Work request ->
Because only the count matters, report how many lines in the material hold the string "failed" and nothing more.

Working data ->
>>>>

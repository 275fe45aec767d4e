use axum::extract::rejection::{JsonRejection, QueryRejection};
use axum::http::StatusCode;
use axum::response::{IntoResponse, Response};
use serde_json::Value;
use thiserror::Error;
use tracing::{error, warn};
use validator::ValidationErrors;

use crate::services::{DeliveryError, IssueError, RedeliverError};
use crate::store::StoreError;
use crate::utils::response::error as error_response;

#[derive(Debug, Error)]
pub enum AppError {
    #[error("Validation error: {0}")]
    ValidationError(String),

    #[error("Invalid fields")]
    FieldErrors(ValidationErrors),

    #[error("Authentication error: {0}")]
    AuthError(String),

    #[error("Forbidden: {0}")]
    Forbidden(String),

    #[error("Resource not found: {0}")]
    NotFound(String),

    #[error("Conflict: {0}")]
    Conflict(String),

    #[error("Database error")]
    DatabaseError(#[from] StoreError),

    #[error("External service error: {0}")]
    ExternalServiceError(String),

    #[error("Internal server error")]
    InternalServerError(String),
}

impl AppError {
    pub fn status_code(&self) -> StatusCode {
        match self {
            AppError::ValidationError(_) | AppError::FieldErrors(_) => StatusCode::BAD_REQUEST,
            AppError::AuthError(_) => StatusCode::UNAUTHORIZED,
            AppError::Forbidden(_) => StatusCode::FORBIDDEN,
            AppError::NotFound(_) => StatusCode::NOT_FOUND,
            AppError::Conflict(_) => StatusCode::CONFLICT,
            AppError::DatabaseError(StoreError::Timeout(_)) => StatusCode::SERVICE_UNAVAILABLE,
            AppError::DatabaseError(_) => StatusCode::INTERNAL_SERVER_ERROR,
            AppError::ExternalServiceError(_) => StatusCode::BAD_GATEWAY,
            AppError::InternalServerError(_) => StatusCode::INTERNAL_SERVER_ERROR,
        }
    }

    pub fn code(&self) -> &'static str {
        match self {
            AppError::ValidationError(_) | AppError::FieldErrors(_) => "VALIDATION_ERROR",
            AppError::AuthError(_) => "AUTH_ERROR",
            AppError::Forbidden(_) => "FORBIDDEN",
            AppError::NotFound(_) => "NOT_FOUND",
            AppError::Conflict(_) => "CONFLICT",
            AppError::DatabaseError(_) => "DATABASE_ERROR",
            AppError::ExternalServiceError(_) => "EXTERNAL_SERVICE_ERROR",
            AppError::InternalServerError(_) => "INTERNAL_SERVER_ERROR",
        }
    }

    fn log(&self) {
        match self {
            // Caller mistakes; not worth an error-level line.
            AppError::ValidationError(_)
            | AppError::FieldErrors(_)
            | AppError::AuthError(_)
            | AppError::Forbidden(_)
            | AppError::NotFound(_)
            | AppError::Conflict(_) => {
                warn!(code = self.code(), message = %self, "Request rejected");
            }
            AppError::ExternalServiceError(msg) | AppError::InternalServerError(msg) => {
                error!(error = ?self, message = %msg, "Application error");
            }
            AppError::DatabaseError(e) => {
                error!(error = ?e, "Database error");
            }
        }
    }
}

impl From<IssueError> for AppError {
    fn from(err: IssueError) -> Self {
        match err {
            IssueError::Validation(errors) => AppError::FieldErrors(errors),
            IssueError::DuplicateRegistration => {
                AppError::Conflict("You are already registered for this event".to_string())
            }
            IssueError::EventNotFound(id) => AppError::NotFound(format!("Event '{id}' was not found")),
            IssueError::BatchNotFound(id) => AppError::NotFound(format!("Batch '{id}' was not found")),
            IssueError::Storage(e) => AppError::DatabaseError(e),
        }
    }
}

impl From<RedeliverError> for AppError {
    fn from(err: RedeliverError) -> Self {
        match err {
            RedeliverError::TicketNotFound(id) => {
                AppError::NotFound(format!("Ticket '{id}' was not found"))
            }
            RedeliverError::EventNotFound(id) => {
                AppError::NotFound(format!("Event '{id}' was not found"))
            }
            RedeliverError::Delivery(e) => AppError::from(e),
            RedeliverError::Storage(e) => AppError::DatabaseError(e),
        }
    }
}

impl From<DeliveryError> for AppError {
    fn from(err: DeliveryError) -> Self {
        match err {
            DeliveryError::Qr(e) => AppError::InternalServerError(format!("QR encoding failed: {e}")),
            other => AppError::ExternalServiceError(other.to_string()),
        }
    }
}

impl From<JsonRejection> for AppError {
    fn from(rejection: JsonRejection) -> Self {
        AppError::ValidationError(rejection.body_text())
    }
}

impl From<QueryRejection> for AppError {
    fn from(rejection: QueryRejection) -> Self {
        AppError::ValidationError(rejection.body_text())
    }
}

impl IntoResponse for AppError {
    fn into_response(self) -> Response {
        let status = self.status_code();
        let code = self.code();

        // Log internal details
        self.log();

        // Only expose high-level message to the client
        let (public_message, details): (String, Option<Value>) = match &self {
            AppError::ValidationError(msg)
            | AppError::AuthError(msg)
            | AppError::Forbidden(msg)
            | AppError::NotFound(msg)
            | AppError::Conflict(msg) => (msg.clone(), None),
            AppError::FieldErrors(errors) => (
                "One or more fields are invalid".to_string(),
                serde_json::to_value(errors).ok(),
            ),
            AppError::ExternalServiceError(_) => {
                ("Ticket delivery failed, please retry".to_string(), None)
            }
            AppError::DatabaseError(_) => ("A database error occurred".to_string(), None),
            AppError::InternalServerError(_) => ("An internal error occurred".to_string(), None),
        };

        error_response(code, public_message, details, status)
    }
}

#[cfg(test)]
mod tests {
    use super::*;

    #[test]
    fn test_issue_errors_map_to_distinct_statuses() {
        let duplicate = AppError::from(IssueError::DuplicateRegistration);
        assert_eq!(duplicate.status_code(), StatusCode::CONFLICT);
        assert_eq!(duplicate.code(), "CONFLICT");

        let missing = AppError::from(IssueError::EventNotFound("abc".to_string()));
        assert_eq!(missing.status_code(), StatusCode::NOT_FOUND);

        let storage = AppError::from(IssueError::Storage(StoreError::Unavailable(
            "down".to_string(),
        )));
        assert_eq!(storage.code(), "DATABASE_ERROR");
    }

    #[test]
    fn test_store_timeout_is_service_unavailable() {
        let err = AppError::from(StoreError::Timeout(std::time::Duration::from_millis(10)));
        assert_eq!(err.status_code(), StatusCode::SERVICE_UNAVAILABLE);
    }
}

<<<<

Your solution ->
2